** Directions for this task **
Your answer should be the lines below from the one holding "for name in" through the one holding "c.add_band(BAND_RED, make_band(0.1)).unwrap();", copied exactly and with nothing else.
*** Data to process ***
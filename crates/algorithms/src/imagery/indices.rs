//! Spectral indices on yearly composites
//!
//! Each index derives deterministically from a fixed set of reflectance
//! bands. All indices except DVI are scaled by 1000 to keep an
//! integer-friendly dynamic range. Denominator collapse yields NaN
//! (missing), never a crash.

use crate::maybe_rayon::*;
use ndarray::Array2;
use taigamap_core::{Composite, Error, Raster, Result};

/// Reflectance band names expected on a raw composite
pub const BAND_BLUE: &str = "blue";
pub const BAND_RED: &str = "red";
pub const BAND_NIR: &str = "nir";
pub const BAND_SWIR1: &str = "swir1";
pub const BAND_SWIR2: &str = "swir2";

/// Index bands added by [`add_indices`], in derivation order
pub const INDEX_BANDS: [&str; 8] = [
    "nbr", "ndvi", "ndmi", "ndbi", "rvi", "dvi", "savi", "evi",
];

/// Scale factor applied to all indices except DVI
pub const INDEX_SCALE: f64 = 1000.0;

const SAVI_L: f64 = 0.5;

/// Compute the scaled normalized difference between two bands:
///
/// `(band_a - band_b) / (band_a + band_b) * scale`
///
/// Pixels where either band is missing, or the denominator collapses,
/// are set to NaN.
pub fn normalized_difference(
    band_a: &Raster<f64>,
    band_b: &Raster<f64>,
    scale: f64,
) -> Result<Raster<f64>> {
    check_dimensions(band_a, band_b)?;

    let (rows, cols) = band_a.shape();
    let data: Vec<f64> = (0..rows)
        .into_par_iter()
        .flat_map(|row| {
            let mut row_data = vec![f64::NAN; cols];
            for col in 0..cols {
                let a = unsafe { band_a.get_unchecked(row, col) };
                let b = unsafe { band_b.get_unchecked(row, col) };
                if !a.is_finite() || !b.is_finite() {
                    continue;
                }
                let sum = a + b;
                if sum.abs() < 1e-10 {
                    continue;
                }
                row_data[col] = (a - b) / sum * scale;
            }
            row_data
        })
        .collect();

    build_output(band_a, rows, cols, data)
}

/// Compute a scaled band ratio: `band_a / band_b * scale`
pub fn ratio_index(band_a: &Raster<f64>, band_b: &Raster<f64>, scale: f64) -> Result<Raster<f64>> {
    check_dimensions(band_a, band_b)?;

    let (rows, cols) = band_a.shape();
    let data: Vec<f64> = (0..rows)
        .into_par_iter()
        .flat_map(|row| {
            let mut row_data = vec![f64::NAN; cols];
            for col in 0..cols {
                let a = unsafe { band_a.get_unchecked(row, col) };
                let b = unsafe { band_b.get_unchecked(row, col) };
                if !a.is_finite() || !b.is_finite() || b.abs() < 1e-10 {
                    continue;
                }
                row_data[col] = a / b * scale;
            }
            row_data
        })
        .collect();

    build_output(band_a, rows, cols, data)
}

fn difference(band_a: &Raster<f64>, band_b: &Raster<f64>) -> Result<Raster<f64>> {
    check_dimensions(band_a, band_b)?;

    let (rows, cols) = band_a.shape();
    let data: Vec<f64> = (0..rows)
        .into_par_iter()
        .flat_map(|row| {
            let mut row_data = vec![f64::NAN; cols];
            for col in 0..cols {
                let a = unsafe { band_a.get_unchecked(row, col) };
                let b = unsafe { band_b.get_unchecked(row, col) };
                if a.is_finite() && b.is_finite() {
                    row_data[col] = a - b;
                }
            }
            row_data
        })
        .collect();

    build_output(band_a, rows, cols, data)
}

/// Soil Adjusted Vegetation Index (Huete, 1988), scaled:
///
/// `SAVI = (1 + L) * (NIR - Red) / (NIR + Red + L) * 1000`, L = 0.5
fn savi(nir: &Raster<f64>, red: &Raster<f64>) -> Result<Raster<f64>> {
    check_dimensions(nir, red)?;

    let (rows, cols) = nir.shape();
    let data: Vec<f64> = (0..rows)
        .into_par_iter()
        .flat_map(|row| {
            let mut row_data = vec![f64::NAN; cols];
            for col in 0..cols {
                let n = unsafe { nir.get_unchecked(row, col) };
                let r = unsafe { red.get_unchecked(row, col) };
                if !n.is_finite() || !r.is_finite() {
                    continue;
                }
                let denom = n + r + SAVI_L;
                if denom.abs() < 1e-10 {
                    continue;
                }
                row_data[col] = (1.0 + SAVI_L) * (n - r) / denom * INDEX_SCALE;
            }
            row_data
        })
        .collect();

    build_output(nir, rows, cols, data)
}

/// Enhanced Vegetation Index (Huete et al., 2002), scaled:
///
/// `EVI = 2.5 * (NIR - Red) / (NIR + 6*Red - 7.5*Blue + 1) * 1000`
fn evi(nir: &Raster<f64>, red: &Raster<f64>, blue: &Raster<f64>) -> Result<Raster<f64>> {
    check_dimensions(nir, red)?;
    check_dimensions(nir, blue)?;

    let (rows, cols) = nir.shape();
    let data: Vec<f64> = (0..rows)
        .into_par_iter()
        .flat_map(|row| {
            let mut row_data = vec![f64::NAN; cols];
            for col in 0..cols {
                let n = unsafe { nir.get_unchecked(row, col) };
                let r = unsafe { red.get_unchecked(row, col) };
                let b = unsafe { blue.get_unchecked(row, col) };
                if !n.is_finite() || !r.is_finite() || !b.is_finite() {
                    continue;
                }
                let denom = n + 6.0 * r - 7.5 * b + 1.0;
                if denom.abs() < 1e-10 {
                    continue;
                }
                row_data[col] = 2.5 * (n - r) / denom * INDEX_SCALE;
            }
            row_data
        })
        .collect();

    build_output(nir, rows, cols, data)
}

/// Derive all 8 spectral index bands onto a composite.
///
/// Requires the reflectance bands blue, red, nir, swir1 and swir2;
/// a missing band is reported before any pixel work.
pub fn add_indices(composite: &mut Composite) -> Result<()> {
    let blue = composite.band(BAND_BLUE)?.clone();
    let red = composite.band(BAND_RED)?.clone();
    let nir = composite.band(BAND_NIR)?.clone();
    let swir1 = composite.band(BAND_SWIR1)?.clone();
    let swir2 = composite.band(BAND_SWIR2)?.clone();

    composite.add_band("nbr", normalized_difference(&nir, &swir2, INDEX_SCALE)?)?;
    composite.add_band("ndvi", normalized_difference(&nir, &red, INDEX_SCALE)?)?;
    composite.add_band("ndmi", normalized_difference(&nir, &swir1, INDEX_SCALE)?)?;
    composite.add_band("ndbi", normalized_difference(&swir1, &nir, INDEX_SCALE)?)?;
    composite.add_band("rvi", ratio_index(&nir, &red, INDEX_SCALE)?)?;
    composite.add_band("dvi", difference(&nir, &red)?)?;
    composite.add_band("savi", savi(&nir, &red)?)?;
    composite.add_band("evi", evi(&nir, &red, &blue)?)?;

    Ok(())
}

fn check_dimensions(a: &Raster<f64>, b: &Raster<f64>) -> Result<()> {
    if a.shape() != b.shape() {
        return Err(Error::SizeMismatch {
            expected_rows: a.rows(),
            expected_cols: a.cols(),
            actual_rows: b.rows(),
            actual_cols: b.cols(),
        });
    }
    Ok(())
}

fn build_output(
    template: &Raster<f64>,
    rows: usize,
    cols: usize,
    data: Vec<f64>,
) -> Result<Raster<f64>> {
    let mut output = template.with_same_meta::<f64>(rows, cols);
    output.set_nodata(Some(f64::NAN));
    *output.data_mut() =
        Array2::from_shape_vec((rows, cols), data).map_err(|e| Error::Other(e.to_string()))?;
    Ok(output)
}

#[cfg(test)]
mod tests {
    use super::*;

    fn make_band(value: f64) -> Raster<f64> {
        Raster::filled(5, 5, value)
    }

    fn make_composite(blue: f64, red: f64, nir: f64, swir1: f64, swir2: f64) -> Composite {
        let mut c = Composite::new(2020, 5, 5);
        c.add_band(BAND_BLUE, make_band(blue)).unwrap();
        c.add_band(BAND_RED, make_band(red)).unwrap();
        c.add_band(BAND_NIR, make_band(nir)).unwrap();
        c.add_band(BAND_SWIR1, make_band(swir1)).unwrap();
        c.add_band(BAND_SWIR2, make_band(swir2)).unwrap();
        c
    }

    #[test]
    fn test_ndvi_zero_when_nir_equals_red() {
        let nir = make_band(0.4);
        let red = make_band(0.4);
        let result = normalized_difference(&nir, &red, INDEX_SCALE).unwrap();
        assert_eq!(result.get(2, 2).unwrap(), 0.0);
    }

    #[test]
    fn test_scaled_normalized_difference() {
        let a = make_band(0.8);
        let b = make_band(0.2);
        let result = normalized_difference(&a, &b, INDEX_SCALE).unwrap();
        // (0.8 - 0.2) / 1.0 * 1000 = 600
        assert!((result.get(0, 0).unwrap() - 600.0).abs() < 1e-9);
    }

    #[test]
    fn test_zero_denominator_is_missing() {
        let a = make_band(0.0);
        let b = make_band(0.0);
        let nd = normalized_difference(&a, &b, INDEX_SCALE).unwrap();
        assert!(nd.get(1, 1).unwrap().is_nan());

        let rv = ratio_index(&a, &b, INDEX_SCALE).unwrap();
        assert!(rv.get(1, 1).unwrap().is_nan());
    }

    #[test]
    fn test_add_indices_bands_present() {
        let mut c = make_composite(0.05, 0.1, 0.5, 0.3, 0.2);
        add_indices(&mut c).unwrap();
        for name in INDEX_BANDS {
            assert!(c.contains(name), "missing index band {name}");
        }
    }

    #[test]
    fn test_add_indices_values() {
        let mut c = make_composite(0.05, 0.1, 0.5, 0.3, 0.2);
        add_indices(&mut c).unwrap();

        let ndvi = c.band("ndvi").unwrap().get(0, 0).unwrap();
        assert!((ndvi - (0.5 - 0.1) / (0.5 + 0.1) * 1000.0).abs() < 1e-9);

        // DVI is the unscaled difference
        let dvi = c.band("dvi").unwrap().get(0, 0).unwrap();
        assert!((dvi - 0.4).abs() < 1e-12);

        let savi = c.band("savi").unwrap().get(0, 0).unwrap();
        let expect = 1.5 * (0.5 - 0.1) / (0.5 + 0.1 + 0.5) * 1000.0;
        assert!((savi - expect).abs() < 1e-9);

        let evi = c.band("evi").unwrap().get(0, 0).unwrap();
        let expect = 2.5 * (0.5 - 0.1) / (0.5 + 0.6 - 0.375 + 1.0) * 1000.0;
        assert!((evi - expect).abs() < 1e-9);
    }

    #[test]
    fn test_add_indices_missing_band_fatal() {
        let mut c = Composite::new(2020, 5, 5);
        c.add_band(BAND_RED, make_band(0.1)).unwrap();
        c.add_band(BAND_NIR, make_band(0.5)).unwrap();
        assert!(matches!(add_indices(&mut c), Err(Error::MissingBand(_))));
    }
}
*** End of Data to process ***
** Answer to this problem **
        for name in INDEX_BANDS {
            assert!(c.contains(name), "missing index band {name}");
        }
    }

    #[test]
    fn test_add_indices_values() {
        let mut c = make_composite(0.05, 0.1, 0.5, 0.3, 0.2);
        add_indices(&mut c).unwrap();

        let ndvi = c.band("ndvi").unwrap().get(0, 0).unwrap();
        assert!((ndvi - (0.5 - 0.1) / (0.5 + 0.1) * 1000.0).abs() < 1e-9);

        // DVI is the unscaled difference
        let dvi = c.band("dvi").unwrap().get(0, 0).unwrap();
        assert!((dvi - 0.4).abs() < 1e-12);

        let savi = c.band("savi").unwrap().get(0, 0).unwrap();
        let expect = 1.5 * (0.5 - 0.1) / (0.5 + 0.1 + 0.5) * 1000.0;
        assert!((savi - expect).abs() < 1e-9);

        let evi = c.band("evi").unwrap().get(0, 0).unwrap();
        let expect = 2.5 * (0.5 - 0.1) / (0.5 + 0.6 - 0.375 + 1.0) * 1000.0;
        assert!((evi - expect).abs() < 1e-9);
    }

    #[test]
    fn test_add_indices_missing_band_fatal() {
        let mut c = Composite::new(2020, 5, 5);
        c.add_band(BAND_RED, make_band(0.1)).unwrap();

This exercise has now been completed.